- Kiruddu General Hospital is located in Uganda Kiruddu General Hospital

Geography
- Location: Salaama, Kampala, Makindye Division, Central Region, Uganda
- Coordinates: 00°14′53″N 32°36′45″E﻿ / ﻿0.24806°N 32.61250°E

Organisation
- Care system: Public
- Type: General

Services
- Emergency department: III
- Beds: 200

History
- Opened: 16 May 2016

Links
- Other links: Hospitals in Uganda

= Kiruddu General Hospital =

Kiruddu General Hospital, also known as Kiruddu General Referral Hospital, is a hospital in Uganda. It is an urban, public, general hospital. It cost an estimated US$10.3 million (about USh37 billion) plus about $350,000 in supervisory fees to build. The hospital was constructed by the government of Uganda, with funding from the African Development Bank (AfDB) and the Nigeria Trust Fund (NTF). The hospital opened to the public on 16 May 2016.

==Location==
The hospital is in the neighborhood of Kiruddu, on Buziga Hill, in Makindye Division, one of the five administrative units of the Kampala Capital City Authority. This is approximately 13.5 km, by road, south-east of the Mulago National Referral Hospital. Kiruddu General Hospital is approximately 10 km, southeast of the central business district of the city. The coordinates of Kiruddu General Hospital are 0°14'53.0"N, 32°36'45.0"E (Latitude:0.248056; Longitude:32.612500).

==Overview==
Because of the rapid expansion of Kampala's population, and as part of government efforts to improve service delivery to its citizens, the number of public hospitals planned for the city was increased.

In December 2013, the Ugandan government, through the Ministry of Health, contracted China New Era And Metallurgical Joint Venture to construct the hospital. The work was budgeted at an estimated cost of US$15 million (UGX:38 billion).

As at August 2016, Kiruddu Hospital's fourteen outpatient clinics attend to about 250 patients daily.

==History==

In 2013, the Ugandan government secured a loan from AfDB and NTF. The purpose was to rehabilitate and improve the Mulago National Referral Hospital, construct Kawempe General Hospital, construct Kiruddu General Hospital, and reorganize healthcare delivery in Kampala so that some of the patient burden is shifted to Naguru General Hospital, Kawempe General Hospital, and Kiruddu General Hospital. Mulago will then be reserved for the role for which it was constructed - serving only patients referred to it by other health facilities and not handling upper respiratory infections and uncomplicated malaria cases.

==Governance==
In August 2018, the Uganda Ministry of Health appointed Charles Kabugo, MBChB, MMed (Medicine), MSc, as the executive director of Kiruddu Hospital.

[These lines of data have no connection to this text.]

//! In-memory fakes for workflow tests.
//!
//! All state lives behind an `Arc<Mutex<_>>` so a clone handed to a workflow
//! shares state with the handle the test keeps for assertions.

use std::collections::{HashMap, HashSet};
use std::sync::{Arc, Mutex};

use anyhow::{anyhow, bail, Result};
use async_trait::async_trait;
use chrono::{NaiveDate, Utc};

use adscope_common::types::{
    AdAnalysis, AdRecord, AdSighting, AdStatus, BrandRecord, DisplayFormat, JobRecord, JobStatus,
    JobUpdate, NewAd, TimeRange,
};
use apify_client::{AdFormat, NormalizedAd};
use gemini_client::{AdAnalysisResult, GeminiError};

use crate::traits::{AdAnalyzer, RecordStore, ScrapeProvider, ScrapeRequest};

// ---------------------------------------------------------------------------
// Record store

#[derive(Default)]
struct StoreState {
    jobs: HashMap<String, JobRecord>,
    brands: HashMap<String, BrandRecord>,
    ads: Vec<AdRecord>,
    analyses: HashMap<String, AdAnalysis>,
    status_log: Vec<(String, JobStatus)>,
    fail_archive_ids: HashSet<String>,
    fail_analysis_ids: HashSet<String>,
    next_id: u64,
}

#[derive(Clone, Default)]
pub struct MockRecordStore {
    state: Arc<Mutex<StoreState>>,
}

impl MockRecordStore {
    pub fn new() -> Self {
        Self::default()
    }

    pub fn insert_job(&self, job: JobRecord) {
        self.state.lock().unwrap().jobs.insert(job.record_id.clone(), job);
    }

    pub fn insert_brand(&self, brand: BrandRecord) {
        self.state
            .lock()
            .unwrap()
            .brands
            .insert(brand.record_id.clone(), brand);
    }

    pub fn insert_ad(&self, ad: AdRecord) {
        self.state.lock().unwrap().ads.push(ad);
    }

    /// Make lookups for this archive id error, for partial-failure tests.
    pub fn fail_archive_id(&self, archive_id: &str) {
        self.state
            .lock()
            .unwrap()
            .fail_archive_ids
            .insert(archive_id.to_string());
    }

    /// Make analysis writes for this record id error.
    pub fn fail_analysis_write(&self, record_id: &str) {
        self.state
            .lock()
            .unwrap()
            .fail_analysis_ids
            .insert(record_id.to_string());
    }

    pub fn job(&self, record_id: &str) -> Option<JobRecord> {
        self.state.lock().unwrap().jobs.get(record_id).cloned()
    }

    pub fn ads(&self) -> Vec<AdRecord> {
        self.state.lock().unwrap().ads.clone()
    }

    pub fn ad_by_archive_id(&self, archive_id: &str) -> Option<AdRecord> {
        self.state
            .lock()
            .unwrap()
            .ads
            .iter()
            .find(|ad| ad.archive_id == archive_id)
            .cloned()
    }

    pub fn analysis(&self, record_id: &str) -> Option<AdAnalysis> {
        self.state.lock().unwrap().analyses.get(record_id).cloned()
    }

    /// Status transitions observed for a job, in order.
    pub fn status_log(&self, record_id: &str) -> Vec<JobStatus> {
        self.state
            .lock()
            .unwrap()
            .status_log
            .iter()
            .filter(|(id, _)| id == record_id)
            .map(|(_, status)| *status)
            .collect()
    }
}

#[async_trait]
impl RecordStore for MockRecordStore {
    async fn get_job(&self, record_id: &str) -> Result<Option<JobRecord>> {
        Ok(self.state.lock().unwrap().jobs.get(record_id).cloned())
    }

    async fn update_job_status(
        &self,
        record_id: &str,
        status: JobStatus,
        update: &JobUpdate,
    ) -> Result<()> {
        let mut state = self.state.lock().unwrap();
        state.status_log.push((record_id.to_string(), status));
        let job = state
            .jobs
            .get_mut(record_id)
            .ok_or_else(|| anyhow!("no job {record_id}"))?;
        job.status = status;
        if let Some(at) = update.started_at {
            job.started_at = Some(at);
        }
        if let Some(at) = update.completed_at {
            job.completed_at = Some(at);
        }
        if let Some(count) = update.ads_count {
            job.ads_count = Some(count);
        }
        match (&update.error_message, status) {
            (Some(msg), _) => job.error_message = Some(msg.clone()),
            // Completing clears any note left by an earlier failed pass.
            (None, JobStatus::Completed) => job.error_message = None,
            (None, _) => {}
        }
        Ok(())
    }

    async fn get_brands(&self, record_ids: &[String]) -> Result<Vec<BrandRecord>> {
        let state = self.state.lock().unwrap();
        Ok(record_ids
            .iter()
            .filter_map(|id| state.brands.get(id).cloned())
            .collect())
    }

    async fn find_ad_by_archive_id(&self, archive_id: &str) -> Result<Option<AdRecord>> {
        let state = self.state.lock().unwrap();
        if state.fail_archive_ids.contains(archive_id) {
            bail!("injected store failure for {archive_id}");
        }
        Ok(state
            .ads
            .iter()
            .find(|ad| ad.archive_id == archive_id)
            .cloned())
    }

    async fn create_ad(&self, ad: &NewAd, job_id: &str) -> Result<String> {
        let mut state = self.state.lock().unwrap();
        state.next_id += 1;
        let record_id = format!("recAd{:03}", state.next_id);
        state.ads.push(AdRecord {
            record_id: record_id.clone(),
            ad_id: ad.ad_id.clone(),
            archive_id: ad.archive_id.clone(),
            page_id: ad.page_id.clone(),
            page_name: ad.page_name.clone(),
            start_date: Some(ad.start_date),
            end_date: Some(ad.end_date),
            platform: ad.platform.clone(),
            display_format: Some(ad.display_format),
            permalink_url: ad.permalink_url.clone(),
            media_url: ad.media_url.clone(),
            thumbnail_url: ad.thumbnail_url.clone(),
            ad_copy: ad.ad_copy.clone(),
            impressions: ad.impressions,
            status: Some(ad.status),
            brand_ids: vec![ad.brand_id.clone()],
            job_ids: vec![job_id.to_string()],
            created_at: Some(Utc::now()),
            analysis_completed: false,
        });
        Ok(record_id)
    }

    async fn update_ad_sighting(&self, record_id: &str, sighting: &AdSighting) -> Result<()> {
        let mut state = self.state.lock().unwrap();
        let ad = state
            .ads
            .iter_mut()
            .find(|ad| ad.record_id == record_id)
            .ok_or_else(|| anyhow!("no ad {record_id}"))?;
        ad.end_date = Some(sighting.end_date);
        ad.status = Some(sighting.status);
        ad.impressions = sighting.impressions;
        ad.media_url = sighting.media_url.clone();
        ad.thumbnail_url = sighting.thumbnail_url.clone();
        ad.job_ids = sighting.job_ids.clone();
        Ok(())
    }

    async fn ads_for_analysis(
        &self,
        limit: u32,
        start_date: Option<NaiveDate>,
    ) -> Result<Vec<AdRecord>> {
        let state = self.state.lock().unwrap();
        let mut eligible: Vec<AdRecord> = state
            .ads
            .iter()
            .filter(|ad| {
                !ad.analysis_completed
                    && ad.status == Some(AdStatus::Active)
                    && ad.display_format == Some(DisplayFormat::Video)
            })
            .filter(|ad| match (start_date, ad.created_at) {
                (Some(cutoff), Some(created)) => created.date_naive() >= cutoff,
                (Some(_), None) => false,
                (None, _) => true,
            })
            .cloned()
            .collect();
        eligible.sort_by(|a, b| b.created_at.cmp(&a.created_at));
        eligible.truncate(limit as usize);
        Ok(eligible)
    }

    async fn get_ads(&self, record_ids: &[String]) -> Result<Vec<AdRecord>> {
        let state = self.state.lock().unwrap();
        Ok(record_ids
            .iter()
            .filter_map(|id| state.ads.iter().find(|ad| &ad.record_id == id).cloned())
            .collect())
    }

    async fn update_ad_analysis(&self, record_id: &str, analysis: &AdAnalysis) -> Result<()> {
        let mut state = self.state.lock().unwrap();
        if state.fail_analysis_ids.contains(record_id) {
            bail!("injected analysis write failure for {record_id}");
        }
        let ad = state
            .ads
            .iter_mut()
            .find(|ad| ad.record_id == record_id)
            .ok_or_else(|| anyhow!("no ad {record_id}"))?;
        ad.analysis_completed = true;
        state.analyses.insert(record_id.to_string(), analysis.clone());
        Ok(())
    }
}

// ---------------------------------------------------------------------------
// Scrape provider

#[derive(Default)]
struct ScraperState {
    results: Vec<NormalizedAd>,
    fail_remaining: u32,
    calls: u32,
    last_request: Option<ScrapeRequest>,
}

#[derive(Clone, Default)]
pub struct MockScraper {
    state: Arc<Mutex<ScraperState>>,
}

impl MockScraper {
    pub fn new(results: Vec<NormalizedAd>) -> Self {
        Self {
            state: Arc::new(Mutex::new(ScraperState {
                results,
                ..Default::default()
            })),
        }
    }

    /// Fail the first `n` calls, then succeed.
    pub fn failing_times(self, n: u32) -> Self {
        self.state.lock().unwrap().fail_remaining = n;
        self
    }

    pub fn calls(&self) -> u32 {
        self.state.lock().unwrap().calls
    }

    pub fn last_request(&self) -> Option<ScrapeRequest> {
        self.state.lock().unwrap().last_request.clone()
    }
}

#[async_trait]
impl ScrapeProvider for MockScraper {
    async fn scrape(&self, request: &ScrapeRequest) -> Result<Vec<NormalizedAd>> {
        let mut state = self.state.lock().unwrap();
        state.calls += 1;
        state.last_request = Some(request.clone());
        if state.fail_remaining > 0 {
            state.fail_remaining -= 1;
            bail!("injected scrape failure");
        }
        Ok(state.results.clone())
    }
}

// ---------------------------------------------------------------------------
// Analyzer

/// How the mock handles video calls.
#[derive(Clone, Copy, Default)]
pub enum VideoBehavior {
    #[default]
    Succeed,
    /// Every call fails with a retryable network error.
    FailRetryable,
    /// Every call fails with a non-retryable oversized-media error.
    FailOversized,
}

#[derive(Default)]
struct AnalyzerState {
    video: VideoBehavior,
    copy_fails: bool,
    video_calls: u32,
    copy_calls: u32,
}

#[derive(Clone, Default)]
pub struct MockAnalyzer {
    state: Arc<Mutex<AnalyzerState>>,
}

impl MockAnalyzer {
    pub fn new() -> Self {
        Self::default()
    }

    pub fn video_behavior(self, behavior: VideoBehavior) -> Self {
        self.state.lock().unwrap().video = behavior;
        self
    }

    pub fn copy_fails(self) -> Self {
        self.state.lock().unwrap().copy_fails = true;
        self
    }

    pub fn video_calls(&self) -> u32 {
        self.state.lock().unwrap().video_calls
    }

    pub fn copy_calls(&self) -> u32 {
        self.state.lock().unwrap().copy_calls
    }
}

#[async_trait]
impl AdAnalyzer for MockAnalyzer {
    async fn analyze_video(&self, _media_url: &str, _ad_copy: &str) -> Result<AdAnalysisResult> {
        let mut state = self.state.lock().unwrap();
        state.video_calls += 1;
        match state.video {
            VideoBehavior::Succeed => Ok(analysis_result("video")),
            VideoBehavior::FailRetryable => {
                Err(GeminiError::Network("injected timeout".into()).into())
            }
            VideoBehavior::FailOversized => Err(GeminiError::MediaTooLarge {
                size_mb: 48.5,
                max_mb: 20,
            }
            .into()),
        }
    }

    async fn analyze_copy(&self, _ad_copy: &str) -> Result<AdAnalysisResult> {
        let mut state = self.state.lock().unwrap();
        state.copy_calls += 1;
        if state.copy_fails {
            bail!("injected copy analysis failure");
        }
        Ok(analysis_result("copy"))
    }
}

// ---------------------------------------------------------------------------
// Fixtures

pub fn analysis_result(source: &str) -> AdAnalysisResult {
    AdAnalysisResult {
        insights: format!("insights from {source}"),
        themes: vec!["discount".into(), "urgency".into()],
        sentiment: "positive".into(),
        call_to_action: "Shop Now".into(),
        target_audience: "bargain hunters".into(),
    }
}

pub fn job_record(record_id: &str, brand_ids: &[&str]) -> JobRecord {
    JobRecord {
        record_id: record_id.to_string(),
        name: format!("Job {record_id}"),
        status: JobStatus::Pending,
        brand_ids: brand_ids.iter().map(|s| s.to_string()).collect(),
        time_range: TimeRange::Last7d,
        max_results: 5,
        created_at: Some(Utc::now()),
        started_at: None,
        completed_at: None,
        ad_ids: Vec::new(),
        ads_count: None,
        error_message: None,
    }
}

pub fn brand_record(record_id: &str, name: &str, page_url: &str) -> BrandRecord {
    BrandRecord {
        record_id: record_id.to_string(),
        name: name.to_string(),
        facebook_page_url: page_url.to_string(),
        created_at: Some(Utc::now()),
    }
}

pub fn normalized_ad(archive_id: &str, page_id: &str, page_name: &str) -> NormalizedAd {
    NormalizedAd {
        ad_id: format!("ad-{archive_id}"),
        archive_id: archive_id.to_string(),
        page_id: page_id.to_string(),
        page_name: page_name.to_string(),
        start_date: NaiveDate::from_ymd_opt(2024, 5, 1).unwrap(),
        end_date: NaiveDate::from_ymd_opt(2024, 5, 20).unwrap(),
        platform: "Facebook".to_string(),
        format: AdFormat::Video,
        permalink_url: format!("https://www.facebook.com/ads/library/?id={archive_id}"),
        media_url: format!("https://cdn.example.com/{archive_id}.mp4"),
        thumbnail_url: format!("https://cdn.example.com/{archive_id}.jpg"),
        ad_copy: "Save 20% this week only".to_string(),
        impressions: 1_000,
        active: true,
    }
}

pub fn ad_record(record_id: &str, archive_id: &str) -> AdRecord {
    AdRecord {
        record_id: record_id.to_string(),
        ad_id: format!("ad-{archive_id}"),
        archive_id: archive_id.to_string(),
        page_id: "1234567890".to_string(),
        page_name: "Acme".to_string(),
        start_date: NaiveDate::from_ymd_opt(2024, 5, 1),
        end_date: NaiveDate::from_ymd_opt(2024, 5, 20),
        platform: "Facebook".to_string(),
        display_format: Some(DisplayFormat::Video),
        permalink_url: format!("https://www.facebook.com/ads/library/?id={archive_id}"),
        media_url: format!("https://cdn.example.com/{archive_id}.mp4"),
        thumbnail_url: format!("https://cdn.example.com/{archive_id}.jpg"),
        ad_copy: "Save 20% this week only".to_string(),
        impressions: 1_000,
        status: Some(AdStatus::Active),
        brand_ids: vec!["recBrand001".to_string()],
        job_ids: vec!["recJob001".to_string()],
        created_at: Some(Utc::now()),
        analysis_completed: false,
    }
}
//! Python bindings for the engine entry points.

use chrono::{Duration, NaiveDateTime};
use pyo3::exceptions::PyValueError;
use pyo3::prelude::*;
use std::collections::HashMap;

use crate::config::{EngineConfig, MissingReferencePolicy};
use crate::engine;
use crate::models::{CriticalPathResult, EdgeValidation, ScheduleEntry, Task, TaskId};

/// A task to be scheduled (PyO3 wrapper).
#[pyclass(name = "Task")]
#[derive(Clone, Debug)]
pub struct PyTask {
    #[pyo3(get, set)]
    pub id: i64,
    #[pyo3(get, set)]
    pub duration_days: Option<f64>,
    #[pyo3(get, set)]
    pub completed: bool,
    #[pyo3(get, set)]
    pub depends_on: Vec<i64>,
}

#[pymethods]
impl PyTask {
    #[new]
    #[pyo3(signature = (id, duration_days=None, depends_on=None, completed=false))]
    fn new(
        id: i64,
        duration_days: Option<f64>,
        depends_on: Option<Vec<i64>>,
        completed: bool,
    ) -> Self {
        Self {
            id,
            duration_days,
            completed,
            depends_on: depends_on.unwrap_or_default(),
        }
    }

    fn __repr__(&self) -> String {
        format!(
            "Task(id={}, duration_days={:?}, depends_on={:?})",
            self.id, self.duration_days, self.depends_on
        )
    }
}

impl From<&PyTask> for Task {
    fn from(task: &PyTask) -> Self {
        Task {
            id: TaskId(task.id),
            duration_days: task.duration_days,
            completed: task.completed,
            depends_on: task.depends_on.iter().copied().map(TaskId).collect(),
        }
    }
}

#[pyclass(name = "ScheduleEntry")]
#[derive(Clone, Debug)]
pub struct PyScheduleEntry {
    #[pyo3(get)]
    pub earliest_start: NaiveDateTime,
    #[pyo3(get)]
    pub earliest_finish: NaiveDateTime,
    #[pyo3(get)]
    pub latest_start: NaiveDateTime,
    #[pyo3(get)]
    pub latest_finish: NaiveDateTime,
    #[pyo3(get)]
    pub slack: Duration,
    #[pyo3(get)]
    pub is_on_critical_path: bool,
}

impl From<&ScheduleEntry> for PyScheduleEntry {
    fn from(entry: &ScheduleEntry) -> Self {
        Self {
            earliest_start: entry.earliest_start,
            earliest_finish: entry.earliest_finish,
            latest_start: entry.latest_start,
            latest_finish: entry.latest_finish,
            slack: entry.slack,
            is_on_critical_path: entry.is_on_critical_path,
        }
    }
}

#[pyclass(name = "CriticalPathResult")]
#[derive(Clone, Debug)]
pub struct PyCriticalPathResult {
    #[pyo3(get)]
    pub is_valid: bool,
    #[pyo3(get)]
    pub critical_path: Vec<i64>,
    #[pyo3(get)]
    pub schedule_data: HashMap<i64, PyScheduleEntry>,
    #[pyo3(get)]
    pub cycle: Option<Vec<i64>>,
    #[pyo3(get)]
    pub message: Option<String>,
    #[pyo3(get)]
    pub project_end: NaiveDateTime,
}

#[pymethods]
impl PyCriticalPathResult {
    fn __repr__(&self) -> String {
        format!(
            "CriticalPathResult(is_valid={}, critical_path={:?}, tasks={})",
            self.is_valid,
            self.critical_path,
            self.schedule_data.len()
        )
    }
}

impl From<CriticalPathResult> for PyCriticalPathResult {
    fn from(result: CriticalPathResult) -> Self {
        let (cycle, message) = match result.circular_dependency {
            Some(c) => (
                Some(c.cycle.iter().map(|id| id.0).collect()),
                Some(c.message),
            ),
            None => (None, None),
        };
        Self {
            is_valid: result.is_valid,
            critical_path: result.critical_path.iter().map(|id| id.0).collect(),
            schedule_data: result
                .schedule_data
                .iter()
                .map(|(id, entry)| (id.0, entry.into()))
                .collect(),
            cycle,
            message,
            project_end: result.project_end,
        }
    }
}

fn make_config(
    tolerance_ms: i64,
    default_duration_days: f64,
    ignore_missing: bool,
    verbosity: u8,
) -> EngineConfig {
    EngineConfig {
        tolerance: Duration::milliseconds(tolerance_ms),
        default_duration_days,
        missing_reference: if ignore_missing {
            MissingReferencePolicy::Ignore
        } else {
            MissingReferencePolicy::Reject
        },
        verbosity,
    }
}

/// Compute the critical path schedule.
///
/// # Raises
/// * ValueError on duplicate ids, invalid durations, unknown dependencies
///   (unless `ignore_missing`), or time overflow
#[pyfunction]
#[pyo3(
    name = "calculate_critical_path",
    signature = (tasks, epoch, tolerance_ms=1000, default_duration_days=1.0, ignore_missing=false, verbosity=0)
)]
fn py_calculate_critical_path(
    tasks: Vec<PyTask>,
    epoch: NaiveDateTime,
    tolerance_ms: i64,
    default_duration_days: f64,
    ignore_missing: bool,
    verbosity: u8,
) -> PyResult<PyCriticalPathResult> {
    let tasks: Vec<Task> = tasks.iter().map(Task::from).collect();
    let config = make_config(tolerance_ms, default_duration_days, ignore_missing, verbosity);

    engine::calculate_critical_path(&tasks, epoch, &config)
        .map(PyCriticalPathResult::from)
        .map_err(|e| PyValueError::new_err(e.to_string()))
}

/// Check a prospective dependency edge.
///
/// Returns `None` when the edge is safe, otherwise the cycle it would create.
#[pyfunction]
#[pyo3(
    name = "validate_new_dependency",
    signature = (tasks, task_id, depends_on_id, ignore_missing=false, verbosity=0)
)]
fn py_validate_new_dependency(
    tasks: Vec<PyTask>,
    task_id: i64,
    depends_on_id: i64,
    ignore_missing: bool,
    verbosity: u8,
) -> PyResult<Option<Vec<i64>>> {
    let tasks: Vec<Task> = tasks.iter().map(Task::from).collect();
    let config = make_config(1000, 1.0, ignore_missing, verbosity);

    match engine::validate_new_dependency(&tasks, TaskId(task_id), TaskId(depends_on_id), &config)
    {
        Ok(EdgeValidation::Ok) => Ok(None),
        Ok(EdgeValidation::Cycle(c)) => Ok(Some(c.cycle.iter().map(|id| id.0).collect())),
        Err(e) => Err(PyValueError::new_err(e.to_string())),
    }
}

/// The taskgraph.rust Python module.
#[pymodule]
fn rust(m: &Bound<'_, PyModule>) -> PyResult<()> {
    m.add_class::<PyTask>()?;
    m.add_class::<PyScheduleEntry>()?;
    m.add_class::<PyCriticalPathResult>()?;

    m.add_function(wrap_pyfunction!(py_calculate_critical_path, m)?)?;
    m.add_function(wrap_pyfunction!(py_validate_new_dependency, m)?)?;

    Ok(())
}
//! Types for critical path calculation.

use chrono::Duration;

/// Per-task timing as offsets from the schedule epoch.
#[derive(Clone, Copy, Debug, PartialEq, Eq)]
pub struct TaskTiming {
    /// Earliest possible start (forward pass).
    pub earliest_start: Duration,
    /// Earliest possible finish (forward pass).
    pub earliest_finish: Duration,
    /// Latest allowable start (backward pass).
    pub latest_start: Duration,
    /// Latest allowable finish (backward pass).
    pub latest_finish: Duration,
    /// Slack = latest_start - earliest_start.
    pub slack: Duration,
    pub is_critical: bool,
}

impl Default for TaskTiming {
    fn default() -> Self {
        Self {
            earliest_start: Duration::zero(),
            earliest_finish: Duration::zero(),
            latest_start: Duration::zero(),
            latest_finish: Duration::zero(),
            slack: Duration::zero(),
            is_critical: false,
        }
    }
}

/// How the backward pass treats a task.
#[derive(Clone, Copy, Debug, PartialEq, Eq)]
pub enum TaskRegime {
    /// Has a dependency or a dependent: standard reverse propagation.
    Connected,
    /// No edges at all, while other tasks do have edges: measured against
    /// the project end.
    Independent,
    /// No task in the graph has any edge: measured against the longest duration.
    Disconnected,
}

/// Whether a span is zero within `tolerance`.
pub fn is_zero_within(span: Duration, tolerance: Duration) -> bool {
    span.num_milliseconds().abs() < tolerance.num_milliseconds()
}
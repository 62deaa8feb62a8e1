//! Project scheduling engine: cycle detection, topological ordering and
//! Critical Path Method (CPM) timing over tasks with "depends-on" edges.
//!
//! The engine itself ([`calculate_critical_path`], [`validate_new_dependency`])
//! is pure and does no I/O. [`Planner`] layers the caller-side workflow on top:
//! validated edge edits, a short-lived schedule cache, and batch commits to a
//! [`TaskStore`].

// Allow clippy warning triggered by PyO3 macro expansion
#![cfg_attr(feature = "python", allow(clippy::useless_conversion))]

pub mod config;
pub mod critical_path;
pub mod cycle;
mod engine;
mod error;
pub mod graph;
mod interner;
pub mod logging;
mod models;
pub mod planner;
pub mod sorting;
pub mod store;

#[cfg(feature = "python")]
mod python;

pub use config::{CacheConfig, EngineConfig, MissingReferencePolicy, MAX_DURATION_DAYS};
pub use critical_path::ScheduleCache;
pub use cycle::{find_cycle, would_create_cycle};
pub use engine::{calculate_critical_path, validate_new_dependency};
pub use error::EngineError;
pub use graph::{build_adjacency, AdjacencyMap, TaskGraph};
pub use interner::TaskIndex;
pub use models::{
    CircularDependency, CriticalPathResult, EdgeValidation, ScheduleEntry, Task, TaskId,
};
pub use planner::{Planner, PlannerError};
pub use sorting::{topological_order, topological_sort, topological_sort_or_cycle};
pub use store::{MemoryStore, StoreError, TaskStore};
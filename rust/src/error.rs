//! Errors for malformed engine input.
//!
//! Cycles are not errors; they come back as invalid results.

use thiserror::Error;

use crate::models::TaskId;

#[derive(Error, Debug, Clone, PartialEq)]
pub enum EngineError {
    #[error("Duplicate task id: {0}")]
    DuplicateTask(TaskId),
    #[error("Task {task} has invalid duration: {days} days")]
    InvalidDuration { task: TaskId, days: f64 },
    #[error("Task {task} depends on unknown task {missing}")]
    UnknownTask { task: TaskId, missing: TaskId },
    #[error("Schedule for task {0} falls outside the representable time range")]
    TimeOverflow(TaskId),
}
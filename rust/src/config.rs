//! Configuration types for the scheduling engine.

use chrono::Duration;

/// Largest accepted task duration, in days.
pub const MAX_DURATION_DAYS: f64 = 1_000_000.0;

/// What to do with a `depends_on` id that names no task in the input.
#[derive(Clone, Copy, Debug, PartialEq, Eq, Default)]
pub enum MissingReferencePolicy {
    /// Fail with [`EngineError::UnknownTask`](crate::EngineError::UnknownTask).
    #[default]
    Reject,
    /// Drop the dangling edge and schedule the rest normally.
    Ignore,
}

/// Configuration for critical path computation.
#[derive(Clone, Debug)]
pub struct EngineConfig {
    /// Slack below this is treated as zero. Absorbs rounding only.
    pub tolerance: Duration,
    /// Duration used for tasks whose `duration_days` is unset.
    pub default_duration_days: f64,
    /// Handling of dangling dependency references.
    pub missing_reference: MissingReferencePolicy,
    /// Verbosity level: 0=silent, 1=summary, 2=passes, 3=debug.
    pub verbosity: u8,
}

impl Default for EngineConfig {
    fn default() -> Self {
        Self {
            tolerance: Duration::milliseconds(1000),
            default_duration_days: 1.0,
            missing_reference: MissingReferencePolicy::Reject,
            verbosity: 0,
        }
    }
}

impl EngineConfig {
    pub fn with_missing_reference(mut self, policy: MissingReferencePolicy) -> Self {
        self.missing_reference = policy;
        self
    }

    pub fn with_verbosity(mut self, verbosity: u8) -> Self {
        self.verbosity = verbosity;
        self
    }
}

/// Configuration for the short-lived result cache.
#[derive(Clone, Debug)]
pub struct CacheConfig {
    /// How long a computed schedule may be served without recomputation.
    pub ttl: std::time::Duration,
}

impl Default for CacheConfig {
    fn default() -> Self {
        Self {
            ttl: std::time::Duration::from_secs(5),
        }
    }
}

#[cfg(test)]
mod tests {
    use super::*;

    #[test]
    fn test_config_defaults() {
        let config = EngineConfig::default();
        assert_eq!(config.tolerance, Duration::milliseconds(1000));
        assert!((config.default_duration_days - 1.0).abs() < 1e-9);
        assert_eq!(config.missing_reference, MissingReferencePolicy::Reject);
        assert_eq!(config.verbosity, 0);

        assert_eq!(CacheConfig::default().ttl.as_secs(), 5);
    }

    #[test]
    fn test_builder_overrides() {
        let config = EngineConfig::default()
            .with_missing_reference(MissingReferencePolicy::Ignore)
            .with_verbosity(2);
        assert_eq!(config.missing_reference, MissingReferencePolicy::Ignore);
        assert_eq!(config.verbosity, 2);
    }
}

Kabugo, a senior consultant physician, will be deputized by Dr. Robert Sentongo, a consultant plastic surgeon.

==Other considerations==
The sewer system at this hospital, as originally built, is too small to handle the waste-water and sewerage that the hospital generates. The effluent from the hospital is prone to overflowing, polluting the hospital surroundings, including people's homes and businesses. A localized waste water treatment plant is planned on a 2.5 acre plot near the hospital to remedy the situation.

In April 2021 National Water and Sewerage Corporation (NWSC) announced plans to construct a Sewage Compact Waste Water Treatment Plant capable of treating 150000 L of waste water every 24 hours. Construction of the project is expected to take eight months and cost approximately USh2 billion (approximately US$560,000), fully funded by the Government of Uganda.